An "era of ignorance" allowed rumours to spread throughout Cornwall that a clan of pedophiles was sexually abusing children, a church lawyer argued Thursday.

David Sherriff-Scott told the Cornwall Public Inquiry there was no evidence to suggest Cornwall's rate of historical sexual abuse was any different from other communities in Ontario or Canada.

"What was different, however, was how certain people in the media, as well as the public, reacted to what unfolded in an era that was an era of ignorance of the issues," he said.

Yesterday was the fourth day of submissions at the inquiry, which is examining how institutions like the Alexandria-Cornwall Roman Catholic Diocese responded to sexual abuse allegations.

Submissions wrap up today.

In 1992, former altar boy David Silmser came forward alleging he had been abused in the 1960s and 1970s by a local priest.

The church paid Silmser $32,000, but the deal contained an illegal clause inserted by the priest's lawyer that prevented Silmser from pursuing any criminal charges.

When Silmser's allegations and the payout hit the media, the diocese vowed it didn't know the clause was in the contract.

But over the 1990s, theories spread that diocesan officials were actually part of a widespread conspiracy involving police and the courts to cover up an alleged pedophile clan.

Cornwall's residents were polarized, either wholeheartedly believing the clan story or denying it outright, said Sherriff-Scott. So too were the local media, which descended into "rumour and conjecture," he said.

Ultimately, the public was "ill-equipped" to properly understand what was going on, said Sherriff- Scott.

"The result was that many innocent people were badly harmed. Real victims were badly harmed, and the entire community's self-image was badly damaged," he said.

Although a four-year investigation by the Ontario Provincial Police resulted in more than 100 charges against 15 men, police never uncovered evidence of an organized clan.

Sherriff-Scott placed the blame for the clan theory upon Perry Dunlop - a former Cornwall police officer who, in 1993, had turned over Silmser's allegations to the Children's Aid Society.

For his actions, Dunlop was charged under the Police Service Act. He was later exonerated.

"Mr. Dunlop became convinced that he was being scapegoated, bullied, harassed and isolated," said Sherriff-Scott. "In the ensuing storm, he simply fell apart."

Dunlop began conducting his own off-hours investigations into sexual abuse allegations.
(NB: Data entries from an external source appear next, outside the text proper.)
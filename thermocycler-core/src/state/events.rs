//! Events that trigger phase transitions

use super::machine::AbortReason;

/// Events that can trigger phase transitions
#[derive(Debug, Clone, Copy, PartialEq, Eq)]
#[cfg_attr(feature = "defmt", derive(defmt::Format))]
pub enum Event {
    /// Run accepted, start draining the controller banner
    Start,
    /// Banner lines drained
    HandshakeComplete,
    /// A status sample landed within tolerance of the current target
    TemperatureReached,
    /// Hold finished and more steps remain
    NextStep,
    /// Hold finished on the last step
    ProgramFinished,
    /// Run cannot continue
    Abort(AbortReason),
}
He eventually met Ron Leroux, an alleged abuse victim who claimed he'd seen a number of prominent local men ritually assault young boys decades earlier.
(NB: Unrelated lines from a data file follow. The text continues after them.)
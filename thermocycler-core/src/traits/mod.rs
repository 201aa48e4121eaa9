//! Collaborator traits
//!
//! These traits define the interface between the sequencer and the
//! operator-facing front end.

pub mod reporter;

pub use reporter::{NullReporter, Reporter, RunEvent};
//! Safety monitor implementation
//!
//! Monitors telemetry link health and measured temperature.

use core::time::Duration;

use crate::config::SafetyLimits;
use crate::state::AbortReason;

/// Safety condition status
#[derive(Debug, Clone, Copy, PartialEq, Eq)]
#[cfg_attr(feature = "defmt", derive(defmt::Format))]
pub enum SafetyStatus {
    /// All conditions normal
    Ok,
    /// Safety condition violated
    Fault(AbortReason),
}

/// Safety monitor for fault detection
#[derive(Debug, Clone, Copy, PartialEq)]
pub struct SafetyMonitor {
    /// Configured thresholds
    limits: SafetyLimits,
    /// Time the last line arrived (or monitoring started)
    last_line_at: Duration,
}

impl SafetyMonitor {
    /// Create a new safety monitor, starting the silence timer at `now`
    pub fn new(limits: SafetyLimits, now: Duration) -> Self {
        Self {
            limits,
            last_line_at: now,
        }
    }

    /// Record a line received from the controller
    pub fn line_received(&mut self, now: Duration) {
        self.last_line_at = now;
    }

    /// Time since the last line
    pub fn silence(&self, now: Duration) -> Duration {
        now.saturating_sub(self.last_line_at)
    }

    /// Check telemetry link health
    pub fn check_link(&self, now: Duration) -> SafetyStatus {
        match self.limits.telemetry_timeout {
            Some(timeout) if self.silence(now) >= timeout => {
                SafetyStatus::Fault(AbortReason::ChannelTimeout)
            }
            _ => SafetyStatus::Ok,
        }
    }

    /// Check a measured temperature against the configured limit
    pub fn check_temperature(&self, measured_c: f32) -> SafetyStatus {
        match self.limits.max_temperature_c {
            Some(max) if measured_c > max => SafetyStatus::Fault(AbortReason::OverTemperature),
            _ => SafetyStatus::Ok,
        }
    }
}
Dunlop took that information, said Sherriff-Scott, and launched a "dysfunctional and bizarre" investigation that "did not have objectivity as its hallmark."
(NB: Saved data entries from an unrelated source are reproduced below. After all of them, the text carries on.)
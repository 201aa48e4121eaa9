//! Configuration types
//!
//! Run parameters are passed explicitly to the sequencer; nothing is read
//! from ambient state.

pub mod types;

pub use types::*;
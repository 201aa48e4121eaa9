//! State machine for program execution
//!
//! A run is explicit, finite and deterministic: every phase change is the
//! result of exactly one event, and only the sequencer applies events.

pub mod events;
pub mod machine;
pub mod run;

pub use events::Event;
pub use machine::{AbortReason, Phase};
pub use run::RunState;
"That allowed Mr. Leroux . . . to dominate the agenda, and resulted in the publication and dissemination of the many lies that he told," said Sherriff-Scott.

"And I suggest that was the epicentre of what generated the scandal in the city."

Leroux recanted significant parts of his story when he took the inquiry's stand in 2007.

Sherriff-Scott also accused former MPP Garry Guzzo of using his reputation as a former judge and lawyer to "enhance the credibility" of the clan rumours.

Guzzo was a passionate advocate for the inquiry, and had once threatened to reveal the names of alleged abusers on the floor of Queen's Park.

But Sherriff-Scott scolded Guzzo for not having the evidence to back up his claims, and said he "should have known better."

"I suggest he fastened on to this issue for his own electoral pretension, and what he did amounts to a cynical display of the disregard for the interests of this community," Sherriff-Scott said.

John Callaghan, an attorney for the Cornwall police, urged inquiry commissioner Normand Glaude to not only state the clan allegations were false, but to specifically identify the people who spread the falsehoods.

"It's important because the conspiracy theorists will never die," he said.

"Long after you leave town the bloggers, the gossip hounds, will continue to gather behind some grassy knoll in Cornwall."

Callaghan said that for 15 years, local police officers "quietly endured" the allegations that they intentionally botched investigations, hoping one day the truth would come out.

"These people and their families deserve no less, as do the families of Cornwall," he said.